State Sen. Thomas Duncan (Socialist) sponsored the proposal, arguing that the governor needed partial veto power because the legislature had “completely overhauled the budget system of the state” in the previous session. He said, “[Currently,] the governor can block bad budget legislation only by vetoing the entire bill. The item veto is absolutely indispensable to the successful operation of the Wisconsin budget plan, in which all appropriations are made in a single bill.”
Phillip La Follette (R), who was campaigning for governor, opposed Question 1. He said, “Passage of the amendment would be another step in the concentration of power in the executive office. … The arguments in favor of this tendency are all based upon the argument in favor of dictatorship as opposed to self-government.” La Follette won the gubernatorial election with 64.8%, and Question 1 was also approved, with 62.2% support.
1990: Can’t Remove Individual Letters to Form New Words
The first amendment to the partial veto provision of the Constitution was not adopted until 1990. Titled Question 1, the vote was 60.5% to 39.5%. The ballot measure prohibited the governor from using the partial veto to form new words by removing individual letters from words in appropriation bills.
Before proposing Question 1, the Democratic-controlled Wisconsin Senate filed a lawsuit against Gov. Tommy Thompson (R) over his use of the partial veto. In its June 1988 decision, the Wisconsin Supreme Court held that “any claimed excesses on the part of the governor in the exercise of this broad partial veto authority are correctable not by this court, but by the people, either at the ballot box or by constitutional amendment.”

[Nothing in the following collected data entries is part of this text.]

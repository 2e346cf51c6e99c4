//! Provisioning webhook endpoints.
//!
//! Sends and manual retries run on a spawned task that the handler awaits.
//! A dropped request (client gone, timeout layer) stops waiting but never
//! cancels a delivery halfway through its attempts.
//!
//! Error responses use the shared `{"error": {"code", "message"}}` shape.

use axum::{
    extract::{Path, State},
    http::StatusCode,
    response::{IntoResponse, Response},
    Json,
};
use careflow_core::{DeliveryLogEntry, LogId, TaskId};
use careflow_provisioning::ProvisioningError;
use serde::Serialize;
use tracing::{error, info, instrument, warn, Instrument};

use crate::server::AppState;

/// Error response with code and message.
#[derive(Debug, Serialize)]
pub struct ErrorResponse {
    /// Error details
    pub error: ErrorDetail,
}

/// Detailed error information.
#[derive(Debug, Serialize)]
pub struct ErrorDetail {
    /// Stable error code (E1001-E3004)
    pub code: String,
    /// Human-readable description
    pub message: String,
}

/// Result of a manual retry.
#[derive(Debug, Serialize)]
pub struct RetryResponse {
    /// Whether the manager accepted the webhook
    pub delivered: bool,
    /// Attempts made by this retry
    pub attempts_made: u32,
    /// Log entry after the retry
    pub log: DeliveryLogEntry,
}

/// Sends the provisioning webhook for a task.
///
/// Answers 200 with the [`careflow_provisioning::SendOutcome`]; delivery
/// failures are part of the outcome rather than HTTP errors. Only a crashed
/// delivery task yields 500.
#[instrument(name = "send_provisioning_webhook", skip(state))]
pub async fn send_provisioning_webhook(
    State(state): State<AppState>,
    Path(task_id): Path<TaskId>,
) -> Response {
    let orchestrator = state.orchestrator.clone();
    let delivery = tokio::spawn(
        async move { orchestrator.send_provisioning_webhook(task_id).await }.in_current_span(),
    );

    match delivery.await {
        Ok(outcome) => {
            info!(delivered = outcome.delivered(), "provisioning webhook request handled");
            (StatusCode::OK, Json(outcome)).into_response()
        },
        Err(join_error) => {
            error!(error = %join_error, "provisioning webhook task failed");
            error_response(&ProvisioningError::TaskFailed { message: join_error.to_string() })
        },
    }
}

/// Lists a task's delivery log, newest first.
#[instrument(name = "list_webhook_logs", skip(state))]
pub async fn list_webhook_logs(
    State(state): State<AppState>,
    Path(task_id): Path<TaskId>,
) -> Response {
    match state.orchestrator.get_webhook_logs(task_id).await {
        Ok(logs) => (StatusCode::OK, Json(logs)).into_response(),
        Err(error) => error_response(&error),
    }
}

/// Manually retries a failed delivery.
///
/// # Errors
///
/// - 404: unknown log entry
/// - 409: entry is not `FAILED`
/// - 503: integration not configured
/// - 500: storage failure or crashed delivery task
#[instrument(name = "retry_webhook", skip(state))]
pub async fn retry_webhook(State(state): State<AppState>, Path(log_id): Path<LogId>) -> Response {
    let orchestrator = state.orchestrator.clone();
    let retry =
        tokio::spawn(async move { orchestrator.retry_webhook(log_id).await }.in_current_span());
    let result = retry.await.unwrap_or_else(|join_error| {
        Err(ProvisioningError::TaskFailed { message: join_error.to_string() })
    });

    match result {
        Ok(report) => {
            let response = RetryResponse {
                delivered: report.succeeded(),
                attempts_made: report.attempts_made,
                log: report.entry,
            };
            (StatusCode::OK, Json(response)).into_response()
        },
        Err(error) => {
            warn!(error = %error, "manual retry rejected");
            error_response(&error)
        },
    }
}

/// HTTP status for an orchestrator error.
pub fn status_for(error: &ProvisioningError) -> StatusCode {
    match error {
        ProvisioningError::LogNotFound { .. } | ProvisioningError::TaskNotFound { .. } => {
            StatusCode::NOT_FOUND
        },
        ProvisioningError::NotRetryable { .. } => StatusCode::CONFLICT,
        ProvisioningError::NotConfigured => StatusCode::SERVICE_UNAVAILABLE,
        _ => StatusCode::INTERNAL_SERVER_ERROR,
    }
}

fn error_response(error: &ProvisioningError) -> Response {
    let body = ErrorResponse {
        error: ErrorDetail { code: error.code().to_string(), message: error.to_string() },
    };

    (status_for(error), Json(body)).into_response()
}
//! Time abstractions for testable backoff and timestamping.
//!
//! Delivery code never calls `Utc::now()` or `tokio::time::sleep` directly;
//! it goes through a `Clock` so tests can observe the retry schedule without
//! waiting for it.

use std::{
    future::Future,
    pin::Pin,
    sync::{
        atomic::{AtomicU64, Ordering},
        Arc, Mutex, PoisonError,
    },
    time::{Duration, Instant},
};

use chrono::{DateTime, Utc};

/// Clock abstraction for time operations.
///
/// Production code uses `RealClock`; tests inject `TestClock`.
pub trait Clock: Send + Sync + std::fmt::Debug {
    /// Returns the current instant for duration measurements.
    fn now(&self) -> Instant;

    /// Returns the current wall-clock time for persisted timestamps.
    fn now_utc(&self) -> DateTime<Utc>;

    /// Sleeps for the specified duration.
    fn sleep(&self, duration: Duration) -> Pin<Box<dyn Future<Output = ()> + Send + '_>>;
}

/// Real clock backed by the system time and tokio's timer.
#[derive(Debug, Clone, Copy, Default)]
pub struct RealClock;

impl RealClock {
    /// Creates a new real clock instance.
    pub fn new() -> Self {
        Self
    }
}

impl Clock for RealClock {
    fn now(&self) -> Instant {
        Instant::now()
    }

    fn now_utc(&self) -> DateTime<Utc> {
        Utc::now()
    }

    fn sleep(&self, duration: Duration) -> Pin<Box<dyn Future<Output = ()> + Send + '_>> {
        Box::pin(tokio::time::sleep(duration))
    }
}

/// Test clock with virtual time.
///
/// `sleep` returns immediately after advancing virtual time and recording the
/// requested duration, so a test can assert the exact backoff schedule.
#[derive(Debug, Clone)]
pub struct TestClock {
    elapsed_ns: Arc<AtomicU64>,
    base_instant: Instant,
    base_utc: DateTime<Utc>,
    sleeps: Arc<Mutex<Vec<Duration>>>,
}

impl TestClock {
    /// Creates a test clock starting at the current wall-clock time.
    pub fn new() -> Self {
        Self::with_start_time(Utc::now())
    }

    /// Creates a test clock starting at a specific wall-clock time.
    pub fn with_start_time(start: DateTime<Utc>) -> Self {
        Self {
            elapsed_ns: Arc::new(AtomicU64::new(0)),
            base_instant: Instant::now(),
            base_utc: start,
            sleeps: Arc::new(Mutex::new(Vec::new())),
        }
    }

    /// Advances virtual time by the specified duration.
    pub fn advance(&self, duration: Duration) {
        let duration_ns = u64::try_from(duration.as_nanos()).unwrap_or(u64::MAX);
        self.elapsed_ns.fetch_add(duration_ns, Ordering::AcqRel);
    }

    /// Returns virtual time elapsed since the clock was created.
    pub fn elapsed(&self) -> Duration {
        Duration::from_nanos(self.elapsed_ns.load(Ordering::Acquire))
    }

    /// Returns every duration passed to `sleep`, in call order.
    pub fn recorded_sleeps(&self) -> Vec<Duration> {
        self.sleeps.lock().unwrap_or_else(PoisonError::into_inner).clone()
    }
}

impl Default for TestClock {
    fn default() -> Self {
        Self::new()
    }
}

impl Clock for TestClock {
    fn now(&self) -> Instant {
        self.base_instant + self.elapsed()
    }

    fn now_utc(&self) -> DateTime<Utc> {
        let elapsed = chrono::Duration::from_std(self.elapsed()).unwrap_or(chrono::Duration::MAX);
        self.base_utc + elapsed
    }

    fn sleep(&self, duration: Duration) -> Pin<Box<dyn Future<Output = ()> + Send + '_>> {
        self.sleeps.lock().unwrap_or_else(PoisonError::into_inner).push(duration);
        self.advance(duration);
        Box::pin(tokio::task::yield_now())
    }
}
//! Error types for provisioning webhook operations.
//!
//! Covers transport and HTTP failures (categorized for retry decisions),
//! storage failures, and the usage errors manual retry reports to callers.

use careflow_core::{CoreError, DeliveryStatus, LogId, TaskId};
use thiserror::Error;

/// Result type alias for provisioning operations.
pub type Result<T> = std::result::Result<T, ProvisioningError>;

/// Error types for provisioning webhook operations.
#[derive(Debug, Clone, Error)]
pub enum ProvisioningError {
    /// Network-level connectivity failure.
    #[error("network connection failed: {message}")]
    NetworkError {
        /// Error message describing the network failure
        message: String,
    },

    /// HTTP request timeout exceeded.
    #[error("request timeout after {timeout_seconds}s")]
    Timeout {
        /// Number of seconds before the request timed out
        timeout_seconds: u64,
    },

    /// Manager rejected the request (4xx other than 429).
    #[error("client error: HTTP {status_code}: {body}")]
    ClientError {
        /// HTTP status code (4xx)
        status_code: u16,
        /// Response body text
        body: String,
    },

    /// Manager failed to process the request (5xx or any other non-2xx,
    /// non-4xx status).
    #[error("server error: HTTP {status_code}: {body}")]
    ServerError {
        /// HTTP status code
        status_code: u16,
        /// Response body text
        body: String,
    },

    /// Manager is rate limiting (429).
    #[error("rate limited: HTTP 429: {body}")]
    RateLimited {
        /// Response body text
        body: String,
    },

    /// Storage operation failed.
    #[error("storage error: {message}")]
    Storage {
        /// Storage error message
        message: String,
    },

    /// Task does not exist.
    #[error("task {task_id} not found")]
    TaskNotFound {
        /// Missing task
        task_id: TaskId,
    },

    /// Webhook log entry does not exist.
    #[error("webhook log {log_id} not found")]
    LogNotFound {
        /// Missing log entry
        log_id: LogId,
    },

    /// Only failed log entries can be retried.
    #[error("webhook log {log_id} is {status}; only FAILED entries can be retried")]
    NotRetryable {
        /// Log entry that was asked to retry
        log_id: LogId,
        /// Its current status
        status: DeliveryStatus,
    },

    /// Manager URL or API key is missing.
    #[error("LoRaWAN manager integration is not configured")]
    NotConfigured,

    /// Invalid client or endpoint configuration.
    #[error("invalid configuration: {message}")]
    ConfigurationError {
        /// Configuration error message
        message: String,
    },

    /// Background delivery task panicked or was aborted.
    #[error("delivery task failed: {message}")]
    TaskFailed {
        /// Join error description
        message: String,
    },

    /// Payload could not be serialized.
    #[error("payload serialization failed: {message}")]
    Serialization {
        /// Serializer error message
        message: String,
    },
}

impl ProvisioningError {
    /// Creates a network error from a message.
    pub fn network(message: impl Into<String>) -> Self {
        Self::NetworkError { message: message.into() }
    }

    /// Creates a timeout error.
    pub fn timeout(timeout_seconds: u64) -> Self {
        Self::Timeout { timeout_seconds }
    }

    /// Creates a storage error.
    pub fn storage(message: impl Into<String>) -> Self {
        Self::Storage { message: message.into() }
    }

    /// Creates a configuration error.
    pub fn configuration(message: impl Into<String>) -> Self {
        Self::ConfigurationError { message: message.into() }
    }

    /// Categorizes a non-2xx HTTP response.
    pub fn from_status(status_code: u16, body: impl Into<String>) -> Self {
        let body = body.into();
        match status_code {
            429 => Self::RateLimited { body },
            400..=499 => Self::ClientError { status_code, body },
            _ => Self::ServerError { status_code, body },
        }
    }

    /// Whether another attempt may succeed.
    ///
    /// Network errors, timeouts, server errors and 429 are retryable.
    /// Client errors and usage or configuration errors are not.
    pub const fn is_retryable(&self) -> bool {
        matches!(
            self,
            Self::NetworkError { .. }
                | Self::Timeout { .. }
                | Self::ServerError { .. }
                | Self::RateLimited { .. }
        )
    }

    /// HTTP status code carried by the error, if it came from a response.
    pub const fn status_code(&self) -> Option<u16> {
        match self {
            Self::ClientError { status_code, .. } | Self::ServerError { status_code, .. } => {
                Some(*status_code)
            },
            Self::RateLimited { .. } => Some(429),
            _ => None,
        }
    }

    /// Stable error code used in API responses.
    pub const fn code(&self) -> &'static str {
        match self {
            Self::LogNotFound { .. } => "E1001",
            Self::NotRetryable { .. } => "E1002",
            Self::TaskNotFound { .. } => "E1003",
            Self::NotConfigured => "E1004",
            Self::NetworkError { .. } => "E2001",
            Self::Timeout { .. } => "E2002",
            Self::ClientError { .. } => "E2003",
            Self::ServerError { .. } => "E2004",
            Self::RateLimited { .. } => "E2005",
            Self::Storage { .. } => "E3001",
            Self::ConfigurationError { .. } => "E3002",
            Self::Serialization { .. } => "E3003",
            Self::TaskFailed { .. } => "E3004",
        }
    }
}

impl From<CoreError> for ProvisioningError {
    fn from(error: CoreError) -> Self {
        Self::storage(error.to_string())
    }
}

impl From<serde_json::Error> for ProvisioningError {
    fn from(error: serde_json::Error) -> Self {
        Self::Serialization { message: error.to_string() }
    }
}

In 1990, the Associated Press described the conflict that led to the constitutional amendment: “The constitutional amendment was backed by Democrats angered by Gov. Tommy G. Thompson’s use of hundreds of partial vetoes to rewrite legislation sent to him by the Democratic-controlled Legislature since 1987.” At the time, Wisconsin had a divided government—Democrats controlled both chambers of the legislature, while Gov. Thompson was a Republican.
2008: Can’t Combine Parts of Two Sentences to Form a New Sentence
In 2008, voters approved a constitutional amendment modifying the governor’s partial veto authority. The amendment prohibited the governor from creating a new sentence by combining parts of two or more sentences in an appropriation bill. The measure passed with 70.6% of the vote.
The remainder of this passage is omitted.